■ **Exercise requirements**:
Using the records below, output the stretch that opens with the line containing "use hanoi_solver::engine::Puzzle;" and closes with the line containing "failed to initialize", exactly and including both lines, with nothing more.

Records excerpted from a collection:

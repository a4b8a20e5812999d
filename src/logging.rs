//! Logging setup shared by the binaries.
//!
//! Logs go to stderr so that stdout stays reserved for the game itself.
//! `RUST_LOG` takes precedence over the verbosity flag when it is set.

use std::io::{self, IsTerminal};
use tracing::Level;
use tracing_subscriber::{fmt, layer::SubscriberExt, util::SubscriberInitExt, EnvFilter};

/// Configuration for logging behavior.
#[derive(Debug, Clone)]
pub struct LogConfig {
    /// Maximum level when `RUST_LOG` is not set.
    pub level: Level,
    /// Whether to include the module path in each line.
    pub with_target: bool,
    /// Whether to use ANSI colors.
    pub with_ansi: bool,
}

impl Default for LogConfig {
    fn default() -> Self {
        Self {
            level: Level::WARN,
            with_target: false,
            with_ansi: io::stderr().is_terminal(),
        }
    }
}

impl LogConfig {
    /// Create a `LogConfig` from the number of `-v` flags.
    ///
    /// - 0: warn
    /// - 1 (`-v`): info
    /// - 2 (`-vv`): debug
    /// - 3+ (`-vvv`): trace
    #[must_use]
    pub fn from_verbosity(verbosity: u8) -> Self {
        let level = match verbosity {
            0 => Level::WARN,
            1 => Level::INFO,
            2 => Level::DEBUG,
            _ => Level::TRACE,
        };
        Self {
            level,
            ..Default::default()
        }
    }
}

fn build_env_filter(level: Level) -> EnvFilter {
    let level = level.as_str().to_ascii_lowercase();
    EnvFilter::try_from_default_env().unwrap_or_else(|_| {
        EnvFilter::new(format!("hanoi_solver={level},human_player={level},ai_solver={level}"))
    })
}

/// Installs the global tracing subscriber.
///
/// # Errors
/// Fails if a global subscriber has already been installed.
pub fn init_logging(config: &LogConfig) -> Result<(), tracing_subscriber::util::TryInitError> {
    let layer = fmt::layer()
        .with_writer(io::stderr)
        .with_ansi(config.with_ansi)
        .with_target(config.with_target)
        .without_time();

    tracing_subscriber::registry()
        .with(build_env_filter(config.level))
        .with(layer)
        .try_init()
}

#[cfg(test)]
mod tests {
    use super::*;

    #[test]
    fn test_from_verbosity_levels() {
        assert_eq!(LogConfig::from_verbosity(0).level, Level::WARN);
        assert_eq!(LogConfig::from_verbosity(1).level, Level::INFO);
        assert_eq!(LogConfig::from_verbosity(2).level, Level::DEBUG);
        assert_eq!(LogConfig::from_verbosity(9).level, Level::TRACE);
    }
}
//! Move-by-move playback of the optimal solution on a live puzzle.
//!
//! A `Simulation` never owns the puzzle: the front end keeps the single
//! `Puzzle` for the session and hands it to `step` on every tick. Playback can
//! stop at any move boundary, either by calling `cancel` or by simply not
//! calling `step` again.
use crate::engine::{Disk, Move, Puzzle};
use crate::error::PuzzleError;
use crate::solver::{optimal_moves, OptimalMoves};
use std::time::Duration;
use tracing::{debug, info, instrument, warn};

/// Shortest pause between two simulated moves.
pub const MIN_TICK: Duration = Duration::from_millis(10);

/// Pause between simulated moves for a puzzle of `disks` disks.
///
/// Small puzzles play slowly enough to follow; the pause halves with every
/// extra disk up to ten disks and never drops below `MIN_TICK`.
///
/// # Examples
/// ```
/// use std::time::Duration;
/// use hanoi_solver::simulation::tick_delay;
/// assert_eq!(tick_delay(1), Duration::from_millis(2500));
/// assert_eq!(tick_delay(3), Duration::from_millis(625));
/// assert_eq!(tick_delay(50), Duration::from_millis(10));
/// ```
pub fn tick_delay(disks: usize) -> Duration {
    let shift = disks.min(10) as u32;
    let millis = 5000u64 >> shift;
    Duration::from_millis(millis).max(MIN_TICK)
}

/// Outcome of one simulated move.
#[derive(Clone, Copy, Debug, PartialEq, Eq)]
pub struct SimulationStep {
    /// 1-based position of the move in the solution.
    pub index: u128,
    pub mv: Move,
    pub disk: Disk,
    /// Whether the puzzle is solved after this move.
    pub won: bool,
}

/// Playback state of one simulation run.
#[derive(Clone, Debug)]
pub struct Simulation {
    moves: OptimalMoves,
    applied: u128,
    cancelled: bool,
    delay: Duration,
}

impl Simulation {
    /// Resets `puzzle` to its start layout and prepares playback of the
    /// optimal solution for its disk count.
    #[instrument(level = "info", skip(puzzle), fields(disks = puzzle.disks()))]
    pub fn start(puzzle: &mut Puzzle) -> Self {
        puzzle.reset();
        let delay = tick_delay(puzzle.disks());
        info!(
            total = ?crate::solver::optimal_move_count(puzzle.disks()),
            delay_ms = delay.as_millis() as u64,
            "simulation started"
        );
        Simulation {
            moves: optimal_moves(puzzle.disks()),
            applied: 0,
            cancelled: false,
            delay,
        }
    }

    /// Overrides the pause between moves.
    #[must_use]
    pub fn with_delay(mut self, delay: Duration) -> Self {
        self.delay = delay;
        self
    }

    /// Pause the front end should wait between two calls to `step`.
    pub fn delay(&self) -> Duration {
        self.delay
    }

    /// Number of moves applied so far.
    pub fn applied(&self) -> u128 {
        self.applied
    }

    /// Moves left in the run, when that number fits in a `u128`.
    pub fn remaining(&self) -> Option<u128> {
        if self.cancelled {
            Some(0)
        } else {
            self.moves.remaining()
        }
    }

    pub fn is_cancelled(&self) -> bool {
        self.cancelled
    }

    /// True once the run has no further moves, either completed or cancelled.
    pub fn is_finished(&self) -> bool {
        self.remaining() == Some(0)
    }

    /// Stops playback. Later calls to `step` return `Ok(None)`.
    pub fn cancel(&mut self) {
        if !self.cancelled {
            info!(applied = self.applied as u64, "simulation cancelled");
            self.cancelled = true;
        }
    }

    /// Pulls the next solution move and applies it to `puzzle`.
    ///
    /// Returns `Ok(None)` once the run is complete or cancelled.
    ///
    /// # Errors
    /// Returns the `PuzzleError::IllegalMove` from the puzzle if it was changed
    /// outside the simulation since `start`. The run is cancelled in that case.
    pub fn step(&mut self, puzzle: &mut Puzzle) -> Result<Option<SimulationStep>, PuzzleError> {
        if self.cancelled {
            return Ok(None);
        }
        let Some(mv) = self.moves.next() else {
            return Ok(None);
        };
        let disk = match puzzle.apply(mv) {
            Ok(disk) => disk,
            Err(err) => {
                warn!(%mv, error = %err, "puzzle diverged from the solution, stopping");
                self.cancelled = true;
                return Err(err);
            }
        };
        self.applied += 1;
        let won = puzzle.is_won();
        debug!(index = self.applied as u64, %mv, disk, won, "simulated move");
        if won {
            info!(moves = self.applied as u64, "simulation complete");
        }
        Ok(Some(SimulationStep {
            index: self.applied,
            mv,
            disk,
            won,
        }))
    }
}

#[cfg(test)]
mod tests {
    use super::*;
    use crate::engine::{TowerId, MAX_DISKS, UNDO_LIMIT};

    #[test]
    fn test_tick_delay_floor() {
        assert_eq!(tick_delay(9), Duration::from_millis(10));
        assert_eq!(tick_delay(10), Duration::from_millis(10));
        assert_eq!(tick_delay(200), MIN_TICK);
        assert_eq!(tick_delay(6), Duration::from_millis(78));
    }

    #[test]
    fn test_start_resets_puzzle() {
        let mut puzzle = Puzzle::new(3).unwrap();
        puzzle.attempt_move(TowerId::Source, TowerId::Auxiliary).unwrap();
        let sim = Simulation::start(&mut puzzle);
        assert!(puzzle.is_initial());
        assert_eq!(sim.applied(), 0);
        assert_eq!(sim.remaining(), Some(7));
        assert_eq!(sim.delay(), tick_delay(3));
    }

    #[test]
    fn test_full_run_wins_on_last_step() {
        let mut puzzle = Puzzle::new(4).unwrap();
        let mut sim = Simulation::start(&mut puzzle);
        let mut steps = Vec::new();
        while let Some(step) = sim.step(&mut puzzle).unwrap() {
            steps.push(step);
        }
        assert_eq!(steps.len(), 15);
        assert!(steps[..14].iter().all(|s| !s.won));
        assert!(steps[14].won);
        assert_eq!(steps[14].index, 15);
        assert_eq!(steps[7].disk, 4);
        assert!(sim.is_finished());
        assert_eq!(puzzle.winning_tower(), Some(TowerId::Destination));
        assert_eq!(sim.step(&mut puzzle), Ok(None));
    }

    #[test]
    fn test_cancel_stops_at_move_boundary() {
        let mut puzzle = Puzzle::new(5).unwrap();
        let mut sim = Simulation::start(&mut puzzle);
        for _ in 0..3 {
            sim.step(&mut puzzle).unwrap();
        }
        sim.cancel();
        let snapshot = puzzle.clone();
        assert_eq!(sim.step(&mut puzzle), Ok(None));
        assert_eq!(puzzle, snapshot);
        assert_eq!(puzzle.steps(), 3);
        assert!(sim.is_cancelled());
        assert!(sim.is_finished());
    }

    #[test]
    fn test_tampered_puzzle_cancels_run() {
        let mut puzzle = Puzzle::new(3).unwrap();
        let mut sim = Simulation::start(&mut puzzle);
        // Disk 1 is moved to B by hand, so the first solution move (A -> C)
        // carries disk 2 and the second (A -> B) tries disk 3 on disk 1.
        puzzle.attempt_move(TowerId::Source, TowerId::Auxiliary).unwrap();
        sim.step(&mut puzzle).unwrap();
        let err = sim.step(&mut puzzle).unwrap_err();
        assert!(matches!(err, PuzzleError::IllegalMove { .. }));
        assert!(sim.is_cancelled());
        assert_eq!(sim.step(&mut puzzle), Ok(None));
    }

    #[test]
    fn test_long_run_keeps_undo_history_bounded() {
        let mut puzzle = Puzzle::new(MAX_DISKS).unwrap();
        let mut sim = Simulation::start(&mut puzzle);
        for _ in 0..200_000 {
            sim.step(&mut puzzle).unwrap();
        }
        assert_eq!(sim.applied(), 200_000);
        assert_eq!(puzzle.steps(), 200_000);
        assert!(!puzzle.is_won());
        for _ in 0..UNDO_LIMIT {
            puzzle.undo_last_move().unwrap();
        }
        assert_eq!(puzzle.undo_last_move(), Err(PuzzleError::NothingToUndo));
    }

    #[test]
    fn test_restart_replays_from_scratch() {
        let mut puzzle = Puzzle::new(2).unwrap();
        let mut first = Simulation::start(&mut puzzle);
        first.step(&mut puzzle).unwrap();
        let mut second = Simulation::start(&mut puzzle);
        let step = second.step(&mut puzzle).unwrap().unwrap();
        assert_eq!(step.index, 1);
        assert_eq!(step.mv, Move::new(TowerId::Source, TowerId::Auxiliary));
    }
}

* * *

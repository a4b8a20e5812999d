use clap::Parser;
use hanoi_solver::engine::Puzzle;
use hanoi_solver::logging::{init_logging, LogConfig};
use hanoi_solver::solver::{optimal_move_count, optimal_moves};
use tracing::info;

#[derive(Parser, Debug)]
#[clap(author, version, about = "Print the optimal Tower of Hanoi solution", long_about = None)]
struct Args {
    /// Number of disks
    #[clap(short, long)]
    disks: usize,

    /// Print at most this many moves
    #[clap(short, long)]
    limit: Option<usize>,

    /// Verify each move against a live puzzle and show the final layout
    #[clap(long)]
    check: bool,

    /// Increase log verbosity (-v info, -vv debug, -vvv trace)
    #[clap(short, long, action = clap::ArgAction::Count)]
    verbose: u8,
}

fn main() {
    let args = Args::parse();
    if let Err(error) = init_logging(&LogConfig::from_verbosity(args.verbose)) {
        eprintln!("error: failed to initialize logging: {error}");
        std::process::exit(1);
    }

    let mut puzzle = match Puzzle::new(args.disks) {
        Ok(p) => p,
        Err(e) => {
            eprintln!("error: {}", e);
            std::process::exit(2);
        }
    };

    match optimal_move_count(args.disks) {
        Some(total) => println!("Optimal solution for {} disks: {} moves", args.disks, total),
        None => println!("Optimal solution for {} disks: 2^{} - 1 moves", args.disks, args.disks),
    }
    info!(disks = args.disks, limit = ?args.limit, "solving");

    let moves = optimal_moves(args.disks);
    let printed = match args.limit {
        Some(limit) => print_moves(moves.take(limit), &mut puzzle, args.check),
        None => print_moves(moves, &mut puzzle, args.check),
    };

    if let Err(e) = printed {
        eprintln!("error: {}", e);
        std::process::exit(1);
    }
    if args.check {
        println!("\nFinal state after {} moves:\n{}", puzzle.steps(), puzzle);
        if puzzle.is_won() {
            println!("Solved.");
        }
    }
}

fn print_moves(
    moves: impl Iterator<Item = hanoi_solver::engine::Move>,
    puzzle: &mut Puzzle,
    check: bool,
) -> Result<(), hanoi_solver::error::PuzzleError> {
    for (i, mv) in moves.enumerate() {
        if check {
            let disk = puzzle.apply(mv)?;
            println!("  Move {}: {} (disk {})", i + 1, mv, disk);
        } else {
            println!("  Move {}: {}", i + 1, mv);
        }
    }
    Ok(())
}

■ **Written reply**:
use hanoi_solver::engine::Puzzle;
use hanoi_solver::logging::{init_logging, LogConfig};
use hanoi_solver::solver::{optimal_move_count, optimal_moves};
use tracing::info;

#[derive(Parser, Debug)]
#[clap(author, version, about = "Print the optimal Tower of Hanoi solution", long_about = None)]
struct Args {
    /// Number of disks
    #[clap(short, long)]
    disks: usize,

    /// Print at most this many moves
    #[clap(short, long)]
    limit: Option<usize>,

    /// Verify each move against a live puzzle and show the final layout
    #[clap(long)]
    check: bool,

    /// Increase log verbosity (-v info, -vv debug, -vvv trace)
    #[clap(short, long, action = clap::ArgAction::Count)]
    verbose: u8,
}

fn main() {
    let args = Args::parse();
    if let Err(error) = init_logging(&LogConfig::from_verbosity(args.verbose)) {
        eprintln!("error: failed to initialize logging: {error}");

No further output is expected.